History and interesting facts about parsnip
In 1753, Carolus Linnaeus first described parsnips in his “Species Plantarum.” European settlers are suspected of bringing wild parsnip to North America by European settlers. Back then, it was cultivated for its edible root.
However, since then, wild parsnip has escaped from gardens and made its way onto roads and other places where it grows wild. You can find wild parsnip all over the North American continent from north to south and east to west.
Parsnips are closely related to carrots and parsley. Sometimes parsnips are mistaken for parsley root.
How can you tell the difference? You will usually find that parsley root is sold at the grocery store with the greens still attached, while parsnips are sold with just the root.
Many people used to consume parsnips to improve toothaches and tired, sore feet.
Possible side effects and caution with parsnip
Wild parsnips have an edible root, but their leaves and stems are highly toxic. That is why wild parsnip is also called poisonous parsnip.
Wild parsnip produces a sap that contains chemicals that can cause human skin to react to sunlight, leading to severe burns, rashes, or blisters (phytophotodermatitis).
Wild parsnips are most often found in open areas such as roadsides, pastures, and fields. They have yellowish-green flowers that appear in umbrella-shaped clusters in June and July.
I highly recommend avoiding the consumption of the wild parsnip root because you risk contact with the juice of the wild parsnip. When cattle consume wild parsnips, it is known to negatively affect their fertility and weight gain.
It is possible to be allergic to parsnips. If you develop food allergy symptoms after consuming parsnips, discontinue consumption and seek medical attention if necessary.
If you’re not used to eating high-fiber foods, adding parsnips to your diet can lead to gas, bloating, and cramps at first due to the fiber content.
Final thoughts on parsnip
Now you know the answer to “what are parsnips?” And how they can improve your health in so many really meaningful ways. Also, parsnips are delicious. They are earthy, nutty, and the perfect amount of sweet.

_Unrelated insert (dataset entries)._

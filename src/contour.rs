//! Read-only contour model.
//!
//! Analyzers only ever see a [`ContourView`]: an ordered, cyclic list of
//! segments plus a few derived attributes. [`Contour`] is the owned
//! implementation; host representations (UFO, kurbo paths) are converted
//! into it at the boundary.

use kurbo::{BezPath, CubicBez, ParamCurveExtrema, PathEl, PathSeg, Point, Rect, Shape};

use crate::geom::signed_area;

/// UFO-style point type.
#[derive(Debug, Clone, Copy, PartialEq, Eq, Hash)]
pub enum PointType {
    Move,
    Line,
    OffCurve,
    Curve,
    QCurve,
}

/// A single point of a contour, as stored by the host.
#[derive(Debug, Clone, Copy, PartialEq)]
pub struct ContourPoint {
    pub x: f64,
    pub y: f64,
    pub typ: PointType,
    pub smooth: bool,
}

impl ContourPoint {
    pub fn new(x: f64, y: f64, typ: PointType, smooth: bool) -> Self {
        Self { x, y, typ, smooth }
    }

    pub fn point(&self) -> Point {
        Point::new(self.x, self.y)
    }

    pub fn is_on_curve(&self) -> bool {
        self.typ != PointType::OffCurve
    }
}

/// The kind of edge a segment draws.
#[derive(Debug, Clone, Copy, PartialEq, Eq, Hash)]
pub enum SegmentKind {
    Move,
    Line,
    Curve,
    QCurve,
}

impl From<PointType> for SegmentKind {
    fn from(typ: PointType) -> Self {
        match typ {
            PointType::Move => SegmentKind::Move,
            PointType::Curve => SegmentKind::Curve,
            PointType::QCurve => SegmentKind::QCurve,
            PointType::Line | PointType::OffCurve => SegmentKind::Line,
        }
    }
}

/// One edge of a contour, ending at an on-curve point.
///
/// The start of a segment is the `on_curve` of the previous segment.
#[derive(Debug, Clone, PartialEq)]
pub struct Segment {
    pub kind: SegmentKind,
    pub off_curve: Vec<Point>,
    pub on_curve: Point,
    pub smooth: bool,
}

impl Segment {
    /// The two handles of a cubic segment.
    pub fn handles(&self) -> Option<(Point, Point)> {
        match (self.kind, self.off_curve.as_slice()) {
            (SegmentKind::Curve, [h1, h2]) => Some((*h1, *h2)),
            _ => None,
        }
    }
}

/// The read interface every analyzer is written against.
pub trait ContourView {
    /// Segments in drawing order. For a closed contour the last segment
    /// ends on the contour's first point.
    fn segments(&self) -> &[Segment];

    /// Raw points as stored by the host.
    fn points(&self) -> &[ContourPoint];

    fn is_open(&self) -> bool;

    fn len(&self) -> usize {
        self.segments().len()
    }

    fn is_empty(&self) -> bool {
        self.segments().is_empty()
    }

    /// Segment access with Python-style wraparound: `-1` is the last
    /// segment, `len` is the first.
    fn segment(&self, index: isize) -> Option<&Segment> {
        let segments = self.segments();
        if segments.is_empty() {
            return None;
        }
        let n = segments.len() as isize;
        segments.get(index.rem_euclid(n) as usize)
    }

    fn on_curve_points(&self) -> Vec<Point> {
        self.segments().iter().map(|s| s.on_curve).collect()
    }

    /// The outline as a kurbo path. Always closed unless the contour is open.
    fn to_bez_path(&self) -> BezPath {
        let mut path = BezPath::new();
        let segments = self.segments();
        let Some(last) = segments.last() else {
            return path;
        };
        let (start, body) = if self.is_open() {
            (segments[0].on_curve, &segments[1..])
        } else {
            (last.on_curve, segments)
        };
        path.move_to(start);
        for segment in body {
            match (segment.kind, segment.off_curve.as_slice()) {
                (SegmentKind::Curve, [a, b]) => path.curve_to(*a, *b, segment.on_curve),
                (SegmentKind::QCurve, [a]) | (SegmentKind::Curve, [a]) => {
                    path.quad_to(*a, segment.on_curve)
                }
                (SegmentKind::QCurve, offs) if offs.len() > 1 => {
                    // Implied on-curve points between consecutive quadratic handles.
                    for pair in offs.windows(2) {
                        path.quad_to(pair[0], pair[0].midpoint(pair[1]));
                    }
                    if let Some(last_off) = offs.last() {
                        path.quad_to(*last_off, segment.on_curve);
                    }
                }
                _ => path.line_to(segment.on_curve),
            }
        }
        if !self.is_open() {
            path.close_path();
        }
        path
    }

    /// Tight bounds of the drawn outline, or `None` when empty.
    fn bounds(&self) -> Option<Rect> {
        if self.is_empty() {
            return None;
        }
        path_bounds(&self.to_bez_path())
    }

    /// Winding direction from the on-curve polygon.
    fn is_clockwise(&self) -> bool {
        signed_area(&self.to_bez_path()) < 0.0
    }

    /// Nonzero-winding inside test against the closed outline.
    fn contains(&self, point: Point) -> bool {
        if self.len() < 2 {
            return false;
        }
        let mut path = self.to_bez_path();
        if self.is_open() {
            path.close_path();
        }
        path.contains(point)
    }
}

/// Tight bounds of a path: every end point plus curve extrema.
pub fn path_bounds(path: &BezPath) -> Option<Rect> {
    let mut rect: Option<Rect> = None;
    let mut add = |r: Rect| rect = Some(rect.map_or(r, |b| b.union(r)));
    for el in path.elements() {
        if let PathEl::MoveTo(p) = el {
            add(Rect::from_points(*p, *p));
        }
    }
    for seg in path.segments() {
        add(match seg {
            PathSeg::Line(l) => Rect::from_points(l.p0, l.p1),
            PathSeg::Quad(q) => ParamCurveExtrema::bounding_box(&q),
            PathSeg::Cubic(c) => ParamCurveExtrema::bounding_box(&c),
        });
    }
    rect
}

/// Owned contour: the host-neutral read model.
#[derive(Debug, Clone, PartialEq)]
pub struct Contour {
    points: Vec<ContourPoint>,
    segments: Vec<Segment>,
    open: bool,
}

impl Contour {
    /// Build from a UFO-style point list. The contour is open when its
    /// first point is a `Move`.
    pub fn new(points: Vec<ContourPoint>) -> Self {
        let open = points.first().is_some_and(|p| p.typ == PointType::Move);
        let segments = build_segments(&points, open);
        Self {
            points,
            segments,
            open,
        }
    }

    /// A closed contour made only of straight lines.
    pub fn polygon(coords: &[(f64, f64)]) -> Self {
        Self::new(
            coords
                .iter()
                .map(|&(x, y)| ContourPoint::new(x, y, PointType::Line, false))
                .collect(),
        )
    }

    /// Convert every subpath of a kurbo path into a contour.
    pub fn from_bez_path(path: &BezPath) -> Vec<Contour> {
        let mut contours = Vec::new();
        let mut current: Vec<PathEl> = Vec::new();
        for el in path.elements() {
            if matches!(el, PathEl::MoveTo(_)) && !current.is_empty() {
                contours.push(contour_from_elements(&current));
                current.clear();
            }
            current.push(*el);
        }
        if !current.is_empty() {
            contours.push(contour_from_elements(&current));
        }
        contours
    }
}

impl ContourView for Contour {
    fn segments(&self) -> &[Segment] {
        &self.segments
    }

    fn points(&self) -> &[ContourPoint] {
        &self.points
    }

    fn is_open(&self) -> bool {
        self.open
    }
}

/// Group points into segments. Closed contours are rotated so the last
/// segment ends on the first on-curve point of the list.
fn build_segments(points: &[ContourPoint], open: bool) -> Vec<Segment> {
    let ordered: Vec<ContourPoint> = if open {
        points.to_vec()
    } else {
        let Some(first_on) = points.iter().position(ContourPoint::is_on_curve) else {
            return Vec::new();
        };
        points[first_on + 1..]
            .iter()
            .chain(&points[..=first_on])
            .copied()
            .collect()
    };

    let mut segments = Vec::new();
    let mut pending: Vec<Point> = Vec::new();
    for p in ordered {
        if p.typ == PointType::OffCurve {
            pending.push(p.point());
            continue;
        }
        segments.push(Segment {
            kind: p.typ.into(),
            off_curve: std::mem::take(&mut pending),
            on_curve: p.point(),
            smooth: p.smooth,
        });
    }
    if !pending.is_empty() {
        log::trace!("dropping {} trailing off-curve points", pending.len());
    }
    segments
}

fn contour_point(p: Point, typ: PointType, smooth: bool) -> ContourPoint {
    ContourPoint::new(p.x, p.y, typ, smooth)
}

/// One kurbo subpath → one contour.
fn contour_from_elements(elements: &[PathEl]) -> Contour {
    let first = match elements.first() {
        Some(PathEl::MoveTo(p)) => *p,
        _ => return Contour::new(Vec::new()),
    };
    let closed = matches!(elements.last(), Some(PathEl::ClosePath));

    let mut points: Vec<ContourPoint> = Vec::new();
    for el in elements.iter().skip(1) {
        match *el {
            PathEl::LineTo(p) => points.push(contour_point(p, PointType::Line, false)),
            PathEl::CurveTo(a, b, p) => {
                points.push(contour_point(a, PointType::OffCurve, false));
                points.push(contour_point(b, PointType::OffCurve, false));
                points.push(contour_point(p, PointType::Curve, false));
            }
            PathEl::QuadTo(a, p) => {
                points.push(contour_point(a, PointType::OffCurve, false));
                points.push(contour_point(p, PointType::QCurve, false));
            }
            PathEl::MoveTo(_) | PathEl::ClosePath => {}
        }
    }

    if !closed {
        points.insert(0, contour_point(first, PointType::Move, false));
        return Contour::new(points);
    }

    // First point type comes from the closing segment.
    let closing_type = elements
        .iter()
        .rev()
        .find(|e| !matches!(e, PathEl::ClosePath))
        .map(|e| match e {
            PathEl::CurveTo(..) => PointType::Curve,
            PathEl::QuadTo(..) => PointType::QCurve,
            _ => PointType::Line,
        })
        .unwrap_or(PointType::Line);

    // A closing segment that returns to the start duplicates the MoveTo;
    // contours are cyclic so the first point closes the loop implicitly.
    if let Some(last) = points.last() {
        if last.is_on_curve() && last.point() == first {
            points.pop();
        }
    }
    points.insert(0, contour_point(first, closing_type, false));
    Contour::new(points)
}

/// A cubic segment as a kurbo curve.
pub fn segment_cubic(start: Point, segment: &Segment) -> Option<CubicBez> {
    let (h1, h2) = segment.handles()?;
    Some(CubicBez::new(start, h1, h2, segment.on_curve))
}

When added to soups, stews, and other dishes, they make food that much more satisfying and healthy.
For example, parsnip nutrition benefits eye, bone, heart, and digestive health, plus parsnips can help with childbirth due to their folate content. If you haven’t tried parsnips to date, I suggest you give them a try.
However, if you see wild parsnips growing near your home, I recommend that you pass them on because you don’t want to risk serious skin repercussions.
Fortunately, it’s easy to find parsnips (just the safe, edible root) at your local market or grocery store.